▶ **Data section**
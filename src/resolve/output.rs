//! Output level and format resolution

use super::token::{LOG_LEVEL, OUTPUT_FORMAT};
use crate::errors::{AppError, AppResult};
use serde::Serialize;
use std::fmt;
use std::str::FromStr;

pub const ACCEPTED_LOG_LEVELS: &[&str] = &["debug", "info", "warn", "error", "fatal"];
pub const ACCEPTED_OUTPUT_FORMATS: &[&str] = &["text", "json", "yaml"];

/// Verbosity of the run. Precedence: Debug > Verbose > Quiet > Normal.
#[derive(Debug, Clone, Copy, Default, PartialEq, Eq, Serialize)]
#[serde(rename_all = "lowercase")]
pub enum OutputLevel {
    Debug,
    Verbose,
    Quiet,
    #[default]
    Normal,
}

impl OutputLevel {
    pub fn from_flags(debug: bool, verbose: bool, quiet: bool) -> Self {
        if debug {
            Self::Debug
        } else if verbose {
            Self::Verbose
        } else if quiet {
            Self::Quiet
        } else {
            Self::Normal
        }
    }

    /// Verbose or Debug
    pub fn is_chatty(&self) -> bool {
        matches!(self, Self::Debug | Self::Verbose)
    }

    pub fn is_quiet(&self) -> bool {
        *self == Self::Quiet
    }
}

/// Levels accepted by `--log-level`
#[derive(Debug, Clone, Copy, Default, PartialEq, Eq, Serialize)]
#[serde(rename_all = "lowercase")]
pub enum LogLevel {
    Trace,
    Debug,
    #[default]
    Info,
    Warn,
    Error,
    /// Accepted for compatibility; filters like `error`
    Fatal,
}

impl LogLevel {
    /// The `tracing` filter directive for this level
    pub fn directive(&self) -> &'static str {
        match self {
            Self::Trace => "trace",
            Self::Debug => "debug",
            Self::Info => "info",
            Self::Warn => "warn",
            Self::Error | Self::Fatal => "error",
        }
    }
}

impl FromStr for LogLevel {
    type Err = AppError;

    fn from_str(s: &str) -> Result<Self, Self::Err> {
        match s.trim().to_ascii_lowercase().as_str() {
            "debug" => Ok(Self::Debug),
            "info" => Ok(Self::Info),
            "warn" => Ok(Self::Warn),
            "error" => Ok(Self::Error),
            "fatal" => Ok(Self::Fatal),
            _ => Err(AppError::validation(LOG_LEVEL, s.trim(), ACCEPTED_LOG_LEVELS)),
        }
    }
}

/// How command results are rendered
#[derive(Debug, Clone, Copy, Default, PartialEq, Eq, Serialize)]
#[serde(rename_all = "lowercase")]
pub enum OutputFormat {
    #[default]
    Text,
    Json,
    Yaml,
}

impl FromStr for OutputFormat {
    type Err = AppError;

    fn from_str(s: &str) -> Result<Self, Self::Err> {
        match s.trim().to_ascii_lowercase().as_str() {
            "text" => Ok(Self::Text),
            "json" => Ok(Self::Json),
            "yaml" => Ok(Self::Yaml),
            _ => Err(AppError::validation(
                OUTPUT_FORMAT,
                s.trim(),
                ACCEPTED_OUTPUT_FORMATS,
            )),
        }
    }
}

impl fmt::Display for OutputFormat {
    fn fmt(&self, f: &mut fmt::Formatter<'_>) -> fmt::Result {
        f.write_str(match self {
            Self::Text => "text",
            Self::Json => "json",
            Self::Yaml => "yaml",
        })
    }
}

/// Raw verbosity-related flags of one invocation
#[derive(Debug, Clone, Default)]
pub struct OutputFlags {
    pub debug: bool,
    pub verbose: bool,
    pub quiet: bool,
    pub log_level: Option<String>,
    pub log_json: bool,
    pub log_caller: bool,
}

/// Resolved logging configuration
#[derive(Debug, Clone, Copy, PartialEq, Eq, Serialize)]
pub struct OutputSettings {
    pub level: OutputLevel,
    pub log_level: LogLevel,
    pub log_json: bool,
    pub log_caller: bool,
}

impl Default for OutputSettings {
    fn default() -> Self {
        Self {
            level: OutputLevel::Normal,
            log_level: LogLevel::Info,
            log_json: false,
            log_caller: false,
        }
    }
}

/// Derive the output level and effective log level.
///
/// `--debug`, `--verbose` and `--quiet` decide the log level on their own;
/// `--log-level` only applies at Normal level, but is validated regardless.
pub fn resolve_output(flags: &OutputFlags) -> AppResult<OutputSettings> {
    let requested = match flags.log_level.as_deref().map(str::trim) {
        Some(value) if !value.is_empty() => value.parse::<LogLevel>()?,
        _ => LogLevel::Info,
    };

    let level = OutputLevel::from_flags(flags.debug, flags.verbose, flags.quiet);
    let log_level = match level {
        OutputLevel::Debug => LogLevel::Trace,
        OutputLevel::Verbose => LogLevel::Debug,
        OutputLevel::Quiet => LogLevel::Error,
        OutputLevel::Normal => requested,
    };

    Ok(OutputSettings {
        level,
        log_level,
        log_json: flags.log_json,
        log_caller: flags.log_caller,
    })
}

/// Parse `--output-format`, defaulting to text when absent
pub fn resolve_output_format(value: Option<&str>) -> AppResult<OutputFormat> {
    match value.map(str::trim) {
        Some(value) if !value.is_empty() => value.parse(),
        _ => Ok(OutputFormat::Text),
    }
}

#[cfg(test)]
mod tests {
    use super::*;

    fn flags(debug: bool, verbose: bool, quiet: bool) -> OutputFlags {
        OutputFlags {
            debug,
            verbose,
            quiet,
            ..Default::default()
        }
    }

    #[test]
    fn test_precedence() {
        assert_eq!(OutputLevel::from_flags(true, true, true), OutputLevel::Debug);
        assert_eq!(OutputLevel::from_flags(false, true, true), OutputLevel::Verbose);
        assert_eq!(OutputLevel::from_flags(false, false, true), OutputLevel::Quiet);
        assert_eq!(OutputLevel::from_flags(false, false, false), OutputLevel::Normal);
    }

    #[test]
    fn test_debug_beats_quiet_when_resolved_directly() {
        let settings = resolve_output(&flags(true, false, true)).unwrap();
        assert_eq!(settings.level, OutputLevel::Debug);
        assert_eq!(settings.log_level, LogLevel::Trace);
    }

    #[test]
    fn test_log_level_applies_at_normal() {
        let settings = resolve_output(&OutputFlags {
            log_level: Some("WARN".to_string()),
            ..Default::default()
        })
        .unwrap();
        assert_eq!(settings.level, OutputLevel::Normal);
        assert_eq!(settings.log_level, LogLevel::Warn);
    }

    #[test]
    fn test_log_level_ignored_when_flag_decides() {
        let settings = resolve_output(&OutputFlags {
            verbose: true,
            log_level: Some("error".to_string()),
            ..Default::default()
        })
        .unwrap();
        assert_eq!(settings.log_level, LogLevel::Debug);
    }

    #[test]
    fn test_default_is_info() {
        let settings = resolve_output(&OutputFlags::default()).unwrap();
        assert_eq!(settings, OutputSettings::default());
    }

    #[test]
    fn test_invalid_log_level() {
        let err = resolve_output(&OutputFlags {
            log_level: Some("chatty".to_string()),
            ..Default::default()
        })
        .unwrap_err();
        assert_eq!(
            err.to_string(),
            "Invalid value 'chatty' for --log-level. Accepted values: debug, info, warn, error, fatal"
        );
    }

    #[test]
    fn test_fatal_maps_to_error_directive() {
        assert_eq!(LogLevel::Fatal.directive(), "error");
        assert_eq!("fatal".parse::<LogLevel>().unwrap(), LogLevel::Fatal);
    }

    #[test]
    fn test_output_format() {
        assert_eq!(resolve_output_format(None).unwrap(), OutputFormat::Text);
        assert_eq!(resolve_output_format(Some("JSON")).unwrap(), OutputFormat::Json);
        assert_eq!(resolve_output_format(Some("yaml")).unwrap(), OutputFormat::Yaml);
        let err = resolve_output_format(Some("xml")).unwrap_err();
        assert!(err.to_string().contains("text, json, yaml"));
    }

    #[test]
    fn test_toggles_pass_through() {
        let settings = resolve_output(&OutputFlags {
            log_json: true,
            log_caller: true,
            ..Default::default()
        })
        .unwrap();
        assert!(settings.log_json);
        assert!(settings.log_caller);
    }
}
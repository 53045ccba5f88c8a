//! genforge library
//!
//! Project generator whose command line is resolved up front: contradictory
//! flags are rejected, and one generation mode plus one output level are
//! derived from flags, environment and terminal detection.

pub mod cache;
pub mod cli;
pub mod config;
pub mod errors;
pub mod generator;
pub mod logging;
pub mod prompt;
pub mod resolve;
pub mod version;

// Re-export commonly used types for convenience
pub use config::{ConfigManager, GenforgeDirs, Settings};
pub use errors::{AppError, AppResult};
pub use resolve::{GenerationMode, OutputLevel, ResolvedRunConfig};
//! The per-invocation resolved configuration
//!
//! Produced once, right after argument parsing, and handed to every
//! collaborator by reference. Nothing downstream reads global flags again.

use super::conflict::{detect_conflicts, ConflictReport};
use super::environment::{Detection, EnvironmentDetector};
use super::flag_state::FlagState;
use super::mode::{recoverable_override, ModeFlags, ModeResolution, ModeResolver};
use super::output::{resolve_output, resolve_output_format, OutputFlags, OutputFormat, OutputSettings};
use super::token::MODE_SIGNALS;
use crate::errors::{AppError, AppResult};

/// Everything the front end collected for one invocation
#[derive(Debug, Clone, Default)]
pub struct RunInputs {
    pub command: String,
    pub args: Vec<String>,
    pub flags: FlagState,
    pub output: OutputFlags,
    pub output_format: Option<String>,
    pub non_interactive: bool,
}

/// Reject the invocation if any error-severity rule fires.
///
/// Mode conflicts that the mode resolver can settle with a force flag are
/// let through. Returns the non-fatal conflicts for logging.
pub fn preflight(flags: &FlagState) -> AppResult<ConflictReport> {
    let (mut errors, rest) = detect_conflicts(flags).partition();
    if recoverable_override(&flags.restricted_to(&MODE_SIGNALS)).is_some() {
        errors.retain(|conflict| !conflict.rule.is_mode_rule());
    }
    if errors.is_empty() {
        Ok(rest)
    } else {
        Err(AppError::Conflict { report: errors })
    }
}

#[derive(Debug, Clone)]
pub struct ResolvedRunConfig {
    pub command: String,
    pub args: Vec<String>,
    pub output: OutputSettings,
    pub format: OutputFormat,
    /// Value of the global `--non-interactive` flag
    pub non_interactive: bool,
    pub detection: Detection,
    /// Warning and info conflicts, logged once the logger is up
    pub warnings: ConflictReport,
}

impl ResolvedRunConfig {
    /// Run the full resolution pass: conflicts first, then output settings
    /// and environment detection.
    pub fn resolve(inputs: RunInputs, detector: EnvironmentDetector) -> AppResult<Self> {
        let warnings = preflight(&inputs.flags)?;
        let output = resolve_output(&inputs.output)?;
        let format = resolve_output_format(inputs.output_format.as_deref())?;
        let detection = detector.with_explicit_flag(inputs.non_interactive).detect();

        Ok(Self {
            command: inputs.command,
            args: inputs.args,
            output,
            format,
            non_interactive: inputs.non_interactive,
            detection,
            warnings,
        })
    }

    pub fn mode_resolver(&self) -> ModeResolver {
        ModeResolver::new(self.detection)
    }

    /// Resolve a generation mode; the global `--non-interactive` is folded in
    pub fn resolve_mode(&self, local: &ModeFlags) -> AppResult<ModeResolution> {
        let flags = ModeFlags {
            non_interactive: local.non_interactive || self.non_interactive,
            ..local.clone()
        };
        self.mode_resolver().resolve(&flags)
    }

    /// Whether prompts may be shown, ignoring per-command mode flags
    pub fn can_prompt(&self) -> bool {
        !self.detection.non_interactive
    }
}

#[cfg(test)]
mod tests {
    use super::*;
    use crate::resolve::environment::{FixedTerminal, MapEnv, NON_INTERACTIVE_ENV};
    use crate::resolve::mode::GenerationMode;
    use crate::resolve::output::OutputLevel;
    use crate::resolve::token::*;

    fn tty() -> EnvironmentDetector {
        EnvironmentDetector::new(MapEnv::default(), FixedTerminal(true))
    }

    fn inputs(flags: FlagState, output: OutputFlags) -> RunInputs {
        RunInputs {
            command: "generate".to_string(),
            args: vec!["genforge".to_string(), "generate".to_string()],
            flags,
            output,
            ..Default::default()
        }
    }

    #[test]
    fn test_clean_run() {
        let config = ResolvedRunConfig::resolve(RunInputs::default(), tty()).unwrap();
        assert_eq!(config.output.level, OutputLevel::Normal);
        assert_eq!(config.format, OutputFormat::Text);
        assert!(config.warnings.is_empty());
        assert!(config.can_prompt());
    }

    #[test]
    fn test_conflict_short_circuits_output_resolution() {
        // Output resolution alone would pick Debug for --debug --quiet ...
        let output = OutputFlags {
            debug: true,
            quiet: true,
            ..Default::default()
        };
        assert_eq!(resolve_output(&output).unwrap().level, OutputLevel::Debug);

        // ... but the conflict check runs first and aborts.
        let flags = FlagState::builder()
            .switch(DEBUG, true)
            .switch(QUIET, true)
            .build();
        let err = ResolvedRunConfig::resolve(inputs(flags, output), tty()).unwrap_err();
        assert!(matches!(err, AppError::Conflict { .. }));
    }

    #[test]
    fn test_conflict_reported_before_invalid_log_level() {
        let output = OutputFlags {
            verbose: true,
            quiet: true,
            log_level: Some("nope".to_string()),
            ..Default::default()
        };
        let flags = FlagState::builder()
            .switch(VERBOSE, true)
            .switch(QUIET, true)
            .value(LOG_LEVEL, Some("nope"))
            .build();
        let err = ResolvedRunConfig::resolve(inputs(flags, output), tty()).unwrap_err();
        assert!(matches!(err, AppError::Conflict { .. }));
    }

    #[test]
    fn test_warning_conflicts_are_kept() {
        let flags = FlagState::builder()
            .switch(QUIET, true)
            .value(OUTPUT_FORMAT, Some("json"))
            .build();
        let output = OutputFlags {
            quiet: true,
            ..Default::default()
        };
        let mut run = inputs(flags, output);
        run.output_format = Some("json".to_string());
        let config = ResolvedRunConfig::resolve(run, tty()).unwrap();
        assert_eq!(config.warnings.len(), 1);
        assert_eq!(config.format, OutputFormat::Json);
    }

    #[test]
    fn test_recoverable_mode_conflict_passes_preflight() {
        let flags = FlagState::builder()
            .switch(FORCE_INTERACTIVE, true)
            .switch(NON_INTERACTIVE, true)
            .build();
        assert!(preflight(&flags).unwrap().is_empty());

        let fatal = FlagState::builder()
            .switch(FORCE_INTERACTIVE, true)
            .switch(FORCE_NON_INTERACTIVE, true)
            .build();
        assert!(preflight(&fatal).is_err());
    }

    #[test]
    fn test_recoverable_mode_does_not_hide_output_conflicts() {
        let flags = FlagState::builder()
            .switch(FORCE_INTERACTIVE, true)
            .switch(NON_INTERACTIVE, true)
            .switch(VERBOSE, true)
            .switch(QUIET, true)
            .build();
        match preflight(&flags) {
            Err(AppError::Conflict { report }) => {
                assert_eq!(report.len(), 1);
                assert!(!report.conflicts()[0].rule.is_mode_rule());
            }
            other => panic!("expected conflict, got {:?}", other),
        }
    }

    #[test]
    fn test_global_non_interactive_folds_into_mode() {
        let run = RunInputs {
            non_interactive: true,
            ..Default::default()
        };
        let config = ResolvedRunConfig::resolve(run, tty()).unwrap();
        assert!(!config.can_prompt());
        let resolution = config.resolve_mode(&ModeFlags::default()).unwrap();
        assert_eq!(resolution.mode, GenerationMode::NonInteractive);

        let forced = ModeFlags {
            force_interactive: true,
            ..Default::default()
        };
        assert_eq!(
            config.resolve_mode(&forced).unwrap().mode,
            GenerationMode::Interactive
        );
    }

    #[test]
    fn test_env_override_detected() {
        let detector =
            EnvironmentDetector::new(MapEnv::new([(NON_INTERACTIVE_ENV, "true")]), FixedTerminal(true));
        let config = ResolvedRunConfig::resolve(RunInputs::default(), detector).unwrap();
        assert!(config.detection.non_interactive);
        assert_eq!(
            config.resolve_mode(&ModeFlags::default()).unwrap().mode,
            GenerationMode::NonInteractive
        );
    }

    #[test]
    fn test_invalid_output_format() {
        let run = RunInputs {
            output_format: Some("csv".to_string()),
            ..Default::default()
        };
        assert!(matches!(
            ResolvedRunConfig::resolve(run, tty()),
            Err(AppError::Validation { .. })
        ));
    }
}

▶ **Directions for this task**
There is a line with "is folded in" and a line with "use crate::resolve::output::OutputLevel;" above. Copy exactly those two lines and all lines between them, with nothing else.

▶ **Result for this exercise**
    /// Resolve a generation mode; the global `--non-interactive` is folded in
    pub fn resolve_mode(&self, local: &ModeFlags) -> AppResult<ModeResolution> {
        let flags = ModeFlags {
            non_interactive: local.non_interactive || self.non_interactive,
            ..local.clone()
        };
        self.mode_resolver().resolve(&flags)
    }

    /// Whether prompts may be shown, ignoring per-command mode flags
    pub fn can_prompt(&self) -> bool {
        !self.detection.non_interactive
    }
}

#[cfg(test)]
mod tests {
    use super::*;
    use crate::resolve::environment::{FixedTerminal, MapEnv, NON_INTERACTIVE_ENV};
    use crate::resolve::mode::GenerationMode;
    use crate::resolve::output::OutputLevel;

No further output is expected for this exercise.